“Nel valutare positivamente il consenso unanime da parte del consiglio comunale sul protocollo d’intesa per lanciare la candidatura delle Bonifiche di Maremma a sito patrimonio dell’umanità riconosciuto dall’Unesco, desidero aggiungere alcune considerazioni“.
A dichiararlo è Marilena Del Santo, consigliera comunale della lista Mascagni sindaco.
“Se nel mio intervento in consiglio mi sono appoggiata al cuore, queste righe appartengono sempre all’amore profondo per questa terra e a un passato familiare totalmente immerso nella bonifica, che ha trasformato la Maremma sia nel profilo geografico, sia sul lato economico e sociale – spiega la consigliera -. La città non ha mai dimenticato i terrazzieri, uomini straordinari, capaci di assorbire la palude, e la malaria, praticamente a mani nude dedicando loro il monumento ai Badilanti inaugurato il 10 agosto 2008. In precedenza, era il 1978, la cooperativa Terrazzieri, costituita il 7 maggio 1899, fu gratificata con l’assegnazione del Grifone d’oro“.

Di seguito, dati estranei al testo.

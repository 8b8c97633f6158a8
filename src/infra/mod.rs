// ============================================================
// Layer 6 — Infrastructure Layer
// ============================================================
// Everything that touches files or external libraries:
//
//   tokenizer_store.rs — loads a HuggingFace tokenizer.json and
//                        encodes formatted texts in batches
//
//   block_store.rs     — writes packed blocks as JSONL, saves and
//                        reloads the PrepareConfig of a run
//
//   metrics.rs         — per-batch packing statistics as CSV

/// Tokenizer loading and batch encoding
pub mod tokenizer_store;

/// Packed dataset and config persistence
pub mod block_store;

/// Packing metrics CSV logger
pub mod metrics;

“L’atto intese esprimere la riconoscenza di Grosseto verso tutti i lavoratori la cui opera fu fondamentale verso il progresso. Mio padre Marino è stato uno di questi, lo dico con orgoglio e immenso senso di appartenenza, lo dico con il cuore e l’anima – termina Marilena Del Santo -. Mi auguro che il gruppo di lavoro viaggi verso il successo, che il sudore di tanti entri senza ostacoli nei patrimoni dell’umanità“.